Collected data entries
* * *

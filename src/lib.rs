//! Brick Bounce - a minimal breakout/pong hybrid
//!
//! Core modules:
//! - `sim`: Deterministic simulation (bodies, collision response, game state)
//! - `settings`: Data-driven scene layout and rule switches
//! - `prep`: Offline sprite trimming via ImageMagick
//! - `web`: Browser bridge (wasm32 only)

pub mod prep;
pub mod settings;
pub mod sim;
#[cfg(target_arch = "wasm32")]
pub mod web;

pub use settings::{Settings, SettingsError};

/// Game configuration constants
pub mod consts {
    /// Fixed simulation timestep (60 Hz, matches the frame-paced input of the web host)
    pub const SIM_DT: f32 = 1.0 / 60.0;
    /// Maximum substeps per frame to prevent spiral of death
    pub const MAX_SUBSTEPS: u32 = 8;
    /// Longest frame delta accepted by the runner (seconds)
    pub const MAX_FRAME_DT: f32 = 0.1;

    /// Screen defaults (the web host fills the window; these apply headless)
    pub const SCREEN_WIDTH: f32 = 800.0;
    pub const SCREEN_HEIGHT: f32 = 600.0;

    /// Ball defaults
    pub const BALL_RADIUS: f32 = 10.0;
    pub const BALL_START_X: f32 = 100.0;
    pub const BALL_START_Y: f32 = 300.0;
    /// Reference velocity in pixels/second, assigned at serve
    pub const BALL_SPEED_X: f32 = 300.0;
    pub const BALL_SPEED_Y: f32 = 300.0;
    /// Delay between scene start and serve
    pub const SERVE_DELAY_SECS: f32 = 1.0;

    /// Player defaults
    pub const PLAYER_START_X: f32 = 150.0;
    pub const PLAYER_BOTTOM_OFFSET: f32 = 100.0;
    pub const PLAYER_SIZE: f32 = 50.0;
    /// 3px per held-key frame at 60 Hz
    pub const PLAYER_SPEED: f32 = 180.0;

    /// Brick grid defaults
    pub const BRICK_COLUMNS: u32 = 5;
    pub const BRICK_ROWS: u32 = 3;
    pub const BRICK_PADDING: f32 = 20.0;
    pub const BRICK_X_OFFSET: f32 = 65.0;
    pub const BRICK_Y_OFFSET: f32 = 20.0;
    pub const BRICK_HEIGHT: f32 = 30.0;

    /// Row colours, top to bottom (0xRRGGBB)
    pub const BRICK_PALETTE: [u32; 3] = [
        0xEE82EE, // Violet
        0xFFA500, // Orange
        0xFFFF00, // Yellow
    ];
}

* * *

Instructions for the task
The entries above must each be repeated exactly.

Solution to this task
filename src/lib.rs
//! Brick Bounce - a minimal breakout/pong hybrid
//!
//! Core modules:
//! - `sim`: Deterministic simulation (bodies, collision response, game state)
//! - `settings`: Data-driven scene layout and rule switches
//! - `prep`: Offline sprite trimming via ImageMagick
//! - `web`: Browser bridge (wasm32 only)

pub mod prep;
pub mod settings;
pub mod sim;
#[cfg(target_arch = "wasm32")]
pub mod web;

pub use settings::{Settings, SettingsError};

/// Game configuration constants
pub mod consts {
    /// Fixed simulation timestep (60 Hz, matches the frame-paced input of the web host)
    pub const SIM_DT: f32 = 1.0 / 60.0;
    /// Maximum substeps per frame to prevent spiral of death
    pub const MAX_SUBSTEPS: u32 = 8;
    /// Longest frame delta accepted by the runner (seconds)
    pub const MAX_FRAME_DT: f32 = 0.1;

    /// Screen defaults (the web host fills the window; these apply headless)
    pub const SCREEN_WIDTH: f32 = 800.0;
    pub const SCREEN_HEIGHT: f32 = 600.0;

    /// Ball defaults
    pub const BALL_RADIUS: f32 = 10.0;
    pub const BALL_START_X: f32 = 100.0;
    pub const BALL_START_Y: f32 = 300.0;
    /// Reference velocity in pixels/second, assigned at serve
    pub const BALL_SPEED_X: f32 = 300.0;
    pub const BALL_SPEED_Y: f32 = 300.0;
    /// Delay between scene start and serve
    pub const SERVE_DELAY_SECS: f32 = 1.0;

    /// Player defaults
    pub const PLAYER_START_X: f32 = 150.0;
    pub const PLAYER_BOTTOM_OFFSET: f32 = 100.0;
    pub const PLAYER_SIZE: f32 = 50.0;
    /// 3px per held-key frame at 60 Hz
    pub const PLAYER_SPEED: f32 = 180.0;

    /// Brick grid defaults
    pub const BRICK_COLUMNS: u32 = 5;
    pub const BRICK_ROWS: u32 = 3;
    pub const BRICK_PADDING: f32 = 20.0;
    pub const BRICK_X_OFFSET: f32 = 65.0;
    pub const BRICK_Y_OFFSET: f32 = 20.0;
    pub const BRICK_HEIGHT: f32 = 30.0;

    /// Row colours, top to bottom (0xRRGGBB)
    pub const BRICK_PALETTE: [u32; 3] = [
        0xEE82EE, // Violet
        0xFFA500, // Orange
        0xFFFF00, // Yellow
    ];
}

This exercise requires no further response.